Through the story of Zarina and her son Hamid, Ansari explores an individual's connection with religion, as a faith and a practice. Does Islam, or for that matter any religion, has anything redeeming to offer? Maybe for many, maybe not for some. For Zarina, being disappointed by Islam after a while, the choice between Zen and Baha'i didn't require much deliberation, it was first-come first-taken. If she wasn't already introduced to Zen, she would have been sitting in a Baha'i temple, she says. Her engagement with Sufi teachers, the experience of Sama' in a Sufi circle, a glimpse of ‘seeing' as it is meant in Zen or the lessons she picked from books on philosophy and even her son's peyote ceremony of native Indian tribes (the details of which she gets to find much later), all manifest a moment of self-discovery.
Self-discovery
And isn't that what life is all about? Discovering. The last two letters — one from Hamid and the other from Nicole (Hamid's guide) — that she receives from the monastery in the end underscores the odyssey: finding real me, finding real you, whatsoever be the means, whatever be the route.

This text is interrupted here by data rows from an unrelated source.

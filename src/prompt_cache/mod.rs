//! Tiered cache for world-derived prompt data.
//!
//! Prompt builders read the same aggregates many times per simulation tick.
//! [`PromptCacheManager`] keeps each kind of data in the tier whose
//! invalidation trigger matches how it goes stale.

mod events;
mod manager;
mod world;

pub use events::{
    BUILDING_COMPLETE, BUILDING_DESTROYED, EventBus, EventHandler, LocalEventBus, Unsubscribe,
};
pub use manager::{AerialHarmony, Entities, PromptCacheManager, PromptCacheStats, Sector, Tally};
pub use world::{AGENT, BUILDING, EntityId, EntitySnapshot, STORAGE, WorldQuery};

use serde::{Deserialize, Serialize};

use crate::{Error, Result};

pub const DEFAULT_SECTOR_SIZE: f64 = 16.0;
pub const DEFAULT_HARMONY_TTL_TICKS: u64 = 200;

#[derive(Debug, Clone, Copy, PartialEq, Serialize, Deserialize)]
#[serde(default)]
pub struct PromptCacheConfig {
    /// Edge length of a spatial sector in world units.
    pub sector_size: f64,
    pub harmony_ttl_ticks: u64,
}

impl Default for PromptCacheConfig {
    fn default() -> Self {
        Self {
            sector_size: DEFAULT_SECTOR_SIZE,
            harmony_ttl_ticks: DEFAULT_HARMONY_TTL_TICKS,
        }
    }
}

impl PromptCacheConfig {
    pub fn validate(&self) -> Result<()> {
        if !(self.sector_size.is_finite() && self.sector_size > 0.0) {
            return Err(Error::Config(format!(
                "sector_size must be a positive number, got {}",
                self.sector_size
            )));
        }
        Ok(())
    }
}

/// A cached value stamped with the tick it was computed on.
#[derive(Debug, Clone, PartialEq)]
pub struct CacheEntry<T> {
    pub data: T,
    pub cached_tick: u64,
}

impl<T> CacheEntry<T> {
    pub fn new(data: T, cached_tick: u64) -> Self {
        Self { data, cached_tick }
    }

    /// Ticks elapsed since caching; zero if `tick` is earlier.
    pub fn age(&self, tick: u64) -> u64 {
        tick.saturating_sub(self.cached_tick)
    }
}
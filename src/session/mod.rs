//! Session liveness and fair-share scheduling.
//!
//! Callers ask the [`CooldownCalculator`] when they may next call a provider.
//! It divides the provider's budget by the number of live sessions tracked in
//! the [`GameSessionManager`].

pub mod cooldown;
pub mod manager;

pub use cooldown::{CooldownCalculator, CooldownStatus, DEFAULT_RATE_LIMIT, RateLimitConfig};
pub use manager::{DEFAULT_STALE_TIMEOUT, GameSession, GameSessionManager, SessionStats};
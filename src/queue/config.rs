//! Queue sizing and rate-limit retry policy.

use std::time::Duration;

use serde::{Deserialize, Serialize};

use crate::provider::ProviderError;

pub const DEFAULT_MAX_CONCURRENT: usize = 4;

/// Longest rate-limit window a queue will ever open, whatever the policy says.
pub const MAX_RATE_LIMIT_WAIT: Duration = Duration::from_secs(24 * 60 * 60);

/// How a queue reacts to rate-limit responses.
///
/// The wait comes from the response's `retry-after` header, falling back to
/// `default_wait_ms`, and is capped at `max_wait_ms` (itself clamped to
/// [`MAX_RATE_LIMIT_WAIT`]). A request that keeps
/// getting throttled gives up after `max_retries` backoffs and returns the
/// last rate-limit error; `None` retries forever.
#[derive(Debug, Clone, PartialEq, Eq, Serialize, Deserialize)]
#[serde(default)]
pub struct RateLimitPolicy {
    pub default_wait_ms: u64,
    pub max_wait_ms: u64,
    pub max_retries: Option<u32>,
}

impl Default for RateLimitPolicy {
    fn default() -> Self {
        Self {
            default_wait_ms: 1_000,
            max_wait_ms: 60_000,
            max_retries: Some(8),
        }
    }
}

impl RateLimitPolicy {
    pub fn unbounded() -> Self {
        Self {
            max_retries: None,
            ..Default::default()
        }
    }

    pub fn with_max_retries(mut self, max_retries: u32) -> Self {
        self.max_retries = Some(max_retries);
        self
    }

    pub fn with_max_wait(mut self, max_wait: Duration) -> Self {
        self.max_wait_ms = u64::try_from(max_wait.as_millis()).unwrap_or(u64::MAX);
        self
    }

    pub fn default_wait(&self) -> Duration {
        Duration::from_millis(self.default_wait_ms)
    }

    pub fn max_wait(&self) -> Duration {
        Duration::from_millis(self.max_wait_ms).min(MAX_RATE_LIMIT_WAIT)
    }

    pub fn wait_for(&self, error: &ProviderError) -> Duration {
        error
            .retry_after()
            .unwrap_or_else(|| self.default_wait())
            .min(self.max_wait())
    }

    pub fn is_exhausted(&self, rate_limited: u32) -> bool {
        self.max_retries.is_some_and(|max| rate_limited > max)
    }
}

#[derive(Debug, Clone, PartialEq, Eq, Serialize, Deserialize)]
#[serde(default)]
pub struct QueueConfig {
    pub max_concurrent: usize,
    pub rate_limit: RateLimitPolicy,
}

impl Default for QueueConfig {
    fn default() -> Self {
        Self {
            max_concurrent: DEFAULT_MAX_CONCURRENT,
            rate_limit: RateLimitPolicy::default(),
        }
    }
}

impl QueueConfig {
    pub fn new(max_concurrent: usize) -> Self {
        Self {
            max_concurrent,
            ..Default::default()
        }
    }

    pub fn with_rate_limit(mut self, policy: RateLimitPolicy) -> Self {
        self.rate_limit = policy;
        self
    }

    /// One call at a time, short backoff ceiling. Suits free-tier keys.
    pub fn conservative() -> Self {
        Self {
            max_concurrent: 1,
            rate_limit: RateLimitPolicy {
                max_wait_ms: 30_000,
                max_retries: Some(4),
                ..Default::default()
            },
        }
    }

    /// Wide fan-out for self-hosted endpoints that rarely throttle.
    pub fn aggressive() -> Self {
        Self {
            max_concurrent: 16,
            rate_limit: RateLimitPolicy {
                max_retries: Some(16),
                ..Default::default()
            },
        }
    }
}

#[cfg(test)]
mod tests {
    use super::*;

    #[test]
    fn test_default_policy() {
        let policy = RateLimitPolicy::default();
        assert_eq!(policy.default_wait(), Duration::from_millis(1000));
        assert_eq!(policy.max_retries, Some(8));
    }

    #[test]
    fn test_wait_uses_retry_after() {
        let policy = RateLimitPolicy::default();
        let err = ProviderError::rate_limited("2");
        assert_eq!(policy.wait_for(&err), Duration::from_secs(2));
    }

    #[test]
    fn test_wait_defaults_and_caps() {
        let policy = RateLimitPolicy::default().with_max_wait(Duration::from_secs(5));

        let missing = ProviderError::new("slow").with_status(429);
        assert_eq!(policy.wait_for(&missing), Duration::from_millis(1000));

        let huge = ProviderError::rate_limited("3600");
        assert_eq!(policy.wait_for(&huge), Duration::from_secs(5));
    }

    #[test]
    fn test_wait_never_exceeds_ceiling() {
        let policy = RateLimitPolicy::default().with_max_wait(Duration::MAX);
        assert_eq!(policy.max_wait_ms, u64::MAX);
        assert_eq!(policy.max_wait(), MAX_RATE_LIMIT_WAIT);

        let far = ProviderError::rate_limited("1e15");
        assert_eq!(policy.wait_for(&far), MAX_RATE_LIMIT_WAIT);

        let overflow = ProviderError::rate_limited("1e30");
        assert_eq!(policy.wait_for(&overflow), policy.default_wait());
    }

    #[test]
    fn test_exhaustion() {
        let policy = RateLimitPolicy::default().with_max_retries(2);
        assert!(!policy.is_exhausted(1));
        assert!(!policy.is_exhausted(2));
        assert!(policy.is_exhausted(3));

        assert!(!RateLimitPolicy::unbounded().is_exhausted(u32::MAX));
    }

    #[test]
    fn test_presets() {
        assert_eq!(QueueConfig::default().max_concurrent, DEFAULT_MAX_CONCURRENT);
        assert_eq!(QueueConfig::conservative().max_concurrent, 1);
        assert!(QueueConfig::aggressive().max_concurrent > DEFAULT_MAX_CONCURRENT);
    }

    #[test]
    fn test_policy_deserializes_partial() {
        let policy: RateLimitPolicy =
            serde_json::from_str(r#"{"max_retries": null}"#).unwrap();
        assert_eq!(policy.max_retries, None);
        assert_eq!(policy.default_wait_ms, 1000);
    }
}
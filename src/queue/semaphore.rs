//! FIFO async permit pool.
//!
//! A released permit is handed straight to the oldest waiter, so a late
//! `try_acquire` can never jump the queue.

use std::collections::VecDeque;
use std::sync::Mutex;

use serde::Serialize;
use tokio::sync::oneshot;

use crate::{Error, Result};

#[derive(Debug)]
struct State {
    available: usize,
    waiters: VecDeque<oneshot::Sender<()>>,
}

#[derive(Debug)]
pub struct Semaphore {
    max: usize,
    state: Mutex<State>,
}

#[derive(Debug, Clone, Copy, PartialEq, Serialize)]
pub struct SemaphoreStats {
    pub available: usize,
    pub queued: usize,
    pub capacity: usize,
    pub utilization: f64,
}

impl Semaphore {
    pub fn new(max_permits: usize) -> Result<Self> {
        if max_permits < 1 {
            return Err(Error::Config(format!(
                "semaphore needs at least one permit, got {}",
                max_permits
            )));
        }
        Ok(Self {
            max: max_permits,
            state: Mutex::new(State {
                available: max_permits,
                waiters: VecDeque::new(),
            }),
        })
    }

    fn lock(&self) -> std::sync::MutexGuard<'_, State> {
        self.state.lock().unwrap_or_else(|e| e.into_inner())
    }

    /// Waits for a permit. Waiters are served in call order.
    pub async fn acquire(&self) -> SemaphorePermit<'_> {
        loop {
            let rx = {
                let mut state = self.lock();
                if state.available > 0 {
                    state.available -= 1;
                    return SemaphorePermit { semaphore: self };
                }
                let (tx, rx) = oneshot::channel();
                state.waiters.push_back(tx);
                rx
            };

            let mut waiter = Waiter {
                rx,
                semaphore: self,
                granted: false,
            };
            if (&mut waiter.rx).await.is_ok() {
                waiter.granted = true;
                return SemaphorePermit { semaphore: self };
            }
        }
    }

    /// Takes a permit only if one is free right now.
    pub fn try_acquire(&self) -> Option<SemaphorePermit<'_>> {
        let mut state = self.lock();
        if state.available > 0 {
            state.available -= 1;
            Some(SemaphorePermit { semaphore: self })
        } else {
            None
        }
    }

    /// Returns one permit to the pool.
    ///
    /// Normally called by dropping a [`SemaphorePermit`]. Releasing into a
    /// pool that is already at capacity is ignored.
    pub fn release(&self) {
        let mut state = self.lock();
        while let Some(waiter) = state.waiters.pop_front() {
            if waiter.send(()).is_ok() {
                tracing::trace!("permit handed to queued waiter");
                return;
            }
        }
        if state.available < self.max {
            state.available += 1;
        } else {
            tracing::debug!(capacity = self.max, "release on full semaphore ignored");
        }
    }

    pub fn available(&self) -> usize {
        self.lock().available
    }

    pub fn capacity(&self) -> usize {
        self.max
    }

    pub fn is_full(&self) -> bool {
        self.lock().available == 0
    }

    pub fn stats(&self) -> SemaphoreStats {
        let mut state = self.lock();
        state.waiters.retain(|tx| !tx.is_closed());
        SemaphoreStats {
            available: state.available,
            queued: state.waiters.len(),
            capacity: self.max,
            utilization: (self.max - state.available) as f64 / self.max as f64,
        }
    }
}

/// A held permit. Dropping it releases the permit.
#[must_use = "the permit is released as soon as it is dropped"]
#[derive(Debug)]
pub struct SemaphorePermit<'a> {
    semaphore: &'a Semaphore,
}

impl Drop for SemaphorePermit<'_> {
    fn drop(&mut self) {
        self.semaphore.release();
    }
}

/// Queue slot of a pending `acquire`. If the future is dropped after a permit
/// was sent but before it was observed, the permit goes back to the pool.
struct Waiter<'a> {
    rx: oneshot::Receiver<()>,
    semaphore: &'a Semaphore,
    granted: bool,
}

impl Drop for Waiter<'_> {
    fn drop(&mut self) {
        if self.granted {
            return;
        }
        self.rx.close();
        if self.rx.try_recv().is_ok() {
            self.semaphore.release();
        }
    }
}
//! Provider error type.

use std::collections::HashMap;
use std::time::Duration;

use thiserror::Error;

/// Error code some vendors use instead of HTTP 429.
pub const RATE_LIMIT_CODE: &str = "rate_limit_exceeded";

/// Wait applied when a rate-limit response has no usable `retry-after`.
pub const DEFAULT_RETRY_AFTER: Duration = Duration::from_millis(1000);

/// Error returned by a provider adapter.
///
/// Only `status`, `code` and the `retry-after` header are interpreted by this
/// crate; everything else passes through to the caller untouched.
#[derive(Debug, Clone, PartialEq, Error)]
#[error("Provider error ({}): {message}", status_label(.status))]
pub struct ProviderError {
    pub message: String,
    pub status: Option<u16>,
    pub code: Option<String>,
    /// Response headers, keyed by lowercase name.
    pub headers: HashMap<String, String>,
}

fn status_label(status: &Option<u16>) -> String {
    match status {
        Some(code) => format!("HTTP {code}"),
        None => "no status".into(),
    }
}

impl ProviderError {
    pub fn new(message: impl Into<String>) -> Self {
        Self {
            message: message.into(),
            status: None,
            code: None,
            headers: HashMap::new(),
        }
    }

    /// A 429 response carrying `retry-after` in seconds.
    pub fn rate_limited(retry_after_secs: impl Into<String>) -> Self {
        Self::new("Rate limit exceeded")
            .with_status(429)
            .with_header("retry-after", retry_after_secs)
    }

    pub fn with_status(mut self, status: u16) -> Self {
        self.status = Some(status);
        self
    }

    pub fn with_code(mut self, code: impl Into<String>) -> Self {
        self.code = Some(code.into());
        self
    }

    pub fn with_header(mut self, name: impl AsRef<str>, value: impl Into<String>) -> Self {
        self.headers
            .insert(name.as_ref().to_ascii_lowercase(), value.into());
        self
    }

    pub fn header(&self, name: &str) -> Option<&str> {
        self.headers
            .get(&name.to_ascii_lowercase())
            .map(String::as_str)
    }

    pub fn is_rate_limit(&self) -> bool {
        self.status == Some(429) || self.code.as_deref() == Some(RATE_LIMIT_CODE)
    }

    /// Parsed `retry-after` header in seconds. `None` if missing, negative,
    /// not a number or too large for a [`Duration`].
    pub fn retry_after(&self) -> Option<Duration> {
        let raw = self.header("retry-after")?.trim();
        let secs: f64 = raw.parse().ok()?;
        Duration::try_from_secs_f64(secs).ok()
    }

    /// Wait implied by this error: `retry-after` when usable, else 1000 ms.
    pub fn retry_after_or_default(&self) -> Duration {
        self.retry_after().unwrap_or(DEFAULT_RETRY_AFTER)
    }
}
//! Concurrency and rate-limit gate in front of provider adapters.
//!
//! A [`ProviderQueue`] owns one adapter and a FIFO [`Semaphore`]. Every call
//! takes a permit, and a rate-limit response closes the gate for the whole
//! queue until the provider's `retry-after` window has passed.

mod config;
mod provider_queue;
mod semaphore;

pub use config::{DEFAULT_MAX_CONCURRENT, MAX_RATE_LIMIT_WAIT, QueueConfig, RateLimitPolicy};
pub use provider_queue::{ProviderQueue, QueueStats};
pub use semaphore::{Semaphore, SemaphorePermit, SemaphoreStats};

Partly epistolary, for significant portions of the narrative are the letters that Zarina writes to The Prophet and those she receives from her son Hamid, the narrative is not just about philosophy in the realm of metaphysical, the beyond. Ansari brings out the phantom realities at a more terrestrial level in a subtle way when he throws up a question: what does one look in a relationship, what is one seeking?
Zarina and Rashid prefer divorce to separation after 13 years of marriage. They have known each other as cousins before and continue to be in touch afterwards. As husband and wife, something was missing or went missing. Hard to spell it out, feels Zarina. The relationship she then has with Dave is satisfying, both at a physical and an intellectual level. Yet, she says no to a married life with Dave. Security of marriage threatens the control she has on her life. You may not give up on people, but you give up on relationships, perhaps.
What Ansari seems to be underscoring through course of events in Zarina's life is that senselessness is actually emptiness and if she — or we — could accept it completely, it will offer a sense of being free. He leaves it there for the reader to pick it up and make his/her on sense out of it. This makes the writing comforting, rather soothingly confounding. It is all about balance for which a bit of Hopi wisdom, words of Khalil Gibran, some Sufism and religious disciple, all are critical. The metaphysics is perplexing but not beyond reach provided one learns to surrender. A hundred-odd pages and peace that surpasses understanding is then found. Not that simple, of course!
Dear Prophet: A Woman's Story; Ali Ansari, Popular Prakashan, Rs.